– Всех сегодня интересует Сенная, – согласился рыжебородый и впервые(после своего бездумного и бессмысленного вмешательства в не менее бессмысленное побоище) огляделся.
Он – не чувствовал себя царём Николаем I, единственно царским Словом усмирившим здесь же (там – на Сенной) холерный бунт с убийствами врачей; он – не сопоставлял нелепое буйство Стаса с холерным бунтом.
Он – помянул Илью. Пришедшего (сюда) человека, унёсшего с собой (отсюда) отсроченную смерть. И увидел он тишину, и почти понял, что значит быть «никем».
Лежали (посреди этой тишины) – пятеро мертвых, двое изувеченных и один обеспамятовавший Олег; всё «это» было – даже не бессмысленно; но – этого как бы не было вовсе (настолько происшедшее – не имело значение)!
И тогда рыжебородому на миг показалось, что и он все еще человек.
Впрочем, он человеком уже не был. Как и убитый им незваный гость. В отличие от предыдущего незваного гостя, тоже им (но – по его собственному решению) убитого.
Видел ли происшедшее со Стасом «составной» египтянин Пентавер (который – вполне человеком тоже не был)? Был ли он где-либо здесь и сейчас неподалёку, чтобы лице-зреть результат?
Тот самый результат – которого не было.
Более того – а был ли в древнем Египте именно «такой» Пентавер (жаждущий прижизненной нано-божественной реализации человек-убийца)?
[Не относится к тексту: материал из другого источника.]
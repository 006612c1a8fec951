//! Render and HUD settings
//!
//! Built once at startup from a quality preset. The browser build reads the
//! preset (and the FPS toggle) from the page's query string, native runs from
//! the environment. Nothing here is persisted.

use std::str::FromStr;

use thiserror::Error;

/// Quality preset levels
#[derive(Debug, Clone, Copy, PartialEq, Eq, Default)]
pub enum QualityPreset {
    Low,
    #[default]
    Medium,
    High,
}

#[derive(Debug, Clone, PartialEq, Eq, Error)]
#[error("unknown quality preset: {0:?}")]
pub struct UnknownPreset(pub String);

impl FromStr for QualityPreset {
    type Err = UnknownPreset;

    fn from_str(s: &str) -> Result<Self, Self::Err> {
        match s.trim().to_lowercase().as_str() {
            "low" => Ok(QualityPreset::Low),
            "medium" | "med" => Ok(QualityPreset::Medium),
            "high" => Ok(QualityPreset::High),
            _ => Err(UnknownPreset(s.to_string())),
        }
    }
}

impl QualityPreset {
    /// Maximum particles for this preset
    pub fn max_particles(&self) -> usize {
        match self {
            QualityPreset::Low => 40,
            QualityPreset::Medium => 200,
            QualityPreset::High => 400,
        }
    }
}

/// What gets drawn and shown
#[derive(Debug, Clone, PartialEq)]
pub struct Settings {
    /// Graphics quality preset
    pub quality: QualityPreset,

    // === Visual Effects ===
    /// Jump dust and crash bursts
    pub particles: bool,
    /// Drifting clouds
    pub clouds: bool,
    /// Scrolling dashes on the ground strip
    pub ground_texture: bool,

    // === HUD ===
    /// Show FPS counter
    pub show_fps: bool,
}

impl Default for Settings {
    fn default() -> Self {
        Self {
            quality: QualityPreset::Medium,

            // Visual effects - all on by default
            particles: true,
            clouds: true,
            ground_texture: true,

            show_fps: false,
        }
    }
}

impl Settings {
    /// Settings for a quality preset
    pub fn from_preset(preset: QualityPreset) -> Self {
        Self {
            quality: preset,
            // Low drops scenery for performance
            clouds: preset != QualityPreset::Low,
            ..Self::default()
        }
    }

    /// Settings from a URL query string such as `?quality=low&fps=1`.
    ///
    /// Unknown keys are ignored; a bad preset keeps the default one.
    pub fn from_query(query: &str) -> Self {
        let mut preset = QualityPreset::default();
        let mut show_fps = false;

        for pair in query.trim_start_matches('?').split('&') {
            let (key, value) = pair.split_once('=').unwrap_or((pair, ""));
            match key {
                "quality" => match value.parse() {
                    Ok(parsed) => preset = parsed,
                    Err(e) => log::warn!("{}, using {:?}", e, preset),
                },
                "fps" => show_fps = matches!(value, "" | "1" | "true" | "on"),
                _ => {}
            }
        }

        Self {
            show_fps,
            ..Self::from_preset(preset)
        }
    }

    /// Effective particle count cap
    pub fn max_particles(&self) -> usize {
        if !self.particles {
            0
        } else {
            self.quality.max_particles()
        }
    }
}

#[cfg(test)]
mod tests {
    use super::*;

    #[test]
    fn test_preset_parsing() {
        assert_eq!("LOW".parse::<QualityPreset>(), Ok(QualityPreset::Low));
        assert_eq!("med".parse::<QualityPreset>(), Ok(QualityPreset::Medium));
        assert_eq!(
            "ultra".parse::<QualityPreset>(),
            Err(UnknownPreset("ultra".to_string()))
        );
    }

    #[test]
    fn test_particle_budget() {
        let mut settings = Settings::default();
        assert_eq!(settings.max_particles(), 200);
        settings.particles = false;
        assert_eq!(settings.max_particles(), 0);
        assert_eq!(Settings::from_preset(QualityPreset::Low).max_particles(), 40);
        assert_eq!(Settings::from_preset(QualityPreset::High).max_particles(), 400);
    }

    #[test]
    fn test_low_preset_drops_clouds() {
        assert!(!Settings::from_preset(QualityPreset::Low).clouds);
        assert!(Settings::from_preset(QualityPreset::High).clouds);
    }

    #[test]
    fn test_empty_query_is_default() {
        assert_eq!(Settings::from_query(""), Settings::default());
        assert_eq!(Settings::from_query("?"), Settings::default());
    }

    #[test]
    fn test_query_picks_preset_and_fps() {
        let settings = Settings::from_query("?quality=low&fps=1");
        assert_eq!(settings.quality, QualityPreset::Low);
        assert!(!settings.clouds);
        assert!(settings.show_fps);

        let settings = Settings::from_query("?debug&fps");
        assert_eq!(settings.quality, QualityPreset::Medium);
        assert!(settings.show_fps);
    }

    #[test]
    fn test_bad_preset_in_query_keeps_default() {
        let settings = Settings::from_query("?quality=ultra&fps=0");
        assert_eq!(settings, Settings::default());
    }
}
Пожалуй, это не только главный вопрос всей нынешней человеческой цивилизации, а еще и самоопределение для каждого человека: есть ли он вообще?
– Конечно, есть, – сказала смерть. – Ведь я (у каждого человека) – обязательно есть. Если понимать меня – как самоопределение.
А вот
Эта девчушка (смерть) – позиционировала себя как само-определение всех и вся. Итак – (она) смерть: видом (для отведавших её) – она была самая что ни на есть обыкновенная человеческая девушка-подросток.
Ничего не было в ней непреклонного, наличествовала даже какая-то жалкость. Та самая жалкость, те же самые беспомощность и недомыслие, что проглядывают в наглости подростка.
Или – даже стайки подростков!
Или – даже в стайке пираний (лобастых таких рыбиц), готовой тебя растерзать; но – настолько все эти потуги
Повзрослеешь (в смерть) – поумнеешь (если – сумеешь суметь); а пока – придётся мне тебя потерпеть (смерть); но – смерть (эта самая девчушка) с легкой досадой отринула домыслы, сделав движение:
– Не всё так просто.
Казалось бы, оба (ибо – никто кроме них) – решали на-всегда: как именно поступать с «происшедшей» смертью; решали – и лишь потому приоткрылось, что у самой смерти (на все её миротворения) – не очень-то много этого «на-всегда».
Нынешний Пентавер – заперт (заживо мумифицирован) в теле поэта; но – иллюзию свободы ему придаёт энергия ци серийного душегуба Цыбина; почему (именно) эта троица оказалась центром поворота – неясно; но – как этот компот согласуется с Воскресением, может быть разъяснено на примере истории становления того демонического Стаса (каким мы его увидели).
Ведь совсем уж «таким» – он не был. А произошло это с ним – несколько лет назад (Бог знает – сколько лет назад; а я – давно назад не бегаю); началось это «начало» нано-бога Стаса – в разгар летнего курортного сезона на берегу теплого моря в некоей гнусной забегаловке.
В этом заведении (расположенном на приморском бульваре) публика собиралась самая что ни на есть подходящая – для настоящего экзистанса: именно там зрела себе (и сама для себя) мировая катастрофа.
А потом (как уже много-много раз) – оная катастрофа и созрела, и перезрела; но – (полностью) не совсем произошла; даже наполовину – и то вряд ли!
Итак: той давнишней и частной «полу-катастрофы» – поначалу тоже никто и не приметил; воздух – был солон и душен как женское лоно и казался столь же доступным – был бархатный сезон! Но и в его ночной атмосфере, конечно же, происходили свои приливы и отливы: бытие как-то вдруг (и, в то же время, совсем-совсем бесконечно) перешло в свою другую ипостась.
То есть – чуть более приближенную к тонкой реальности: по человечески грубую ипостась страшной сказки! Туда, где жестяное такси вырулило на один из прибрежных бульваров, чтобы высадить из себя некоего мужчину, на первый взгляд совершенно не обремененного терзаниями ума.
Вид 6ывает обманчив, и для этого им обоим (и внешнему виду, и самой сути мужества) – даже не надо меняться или перекидываться; поэтому – «тогдашний» Стас (это был именно он) просто вышел и расплатился с водителем.
Было ему тогда всего двадцать три года, и впереди его ждала и уже оживала страшная сказка.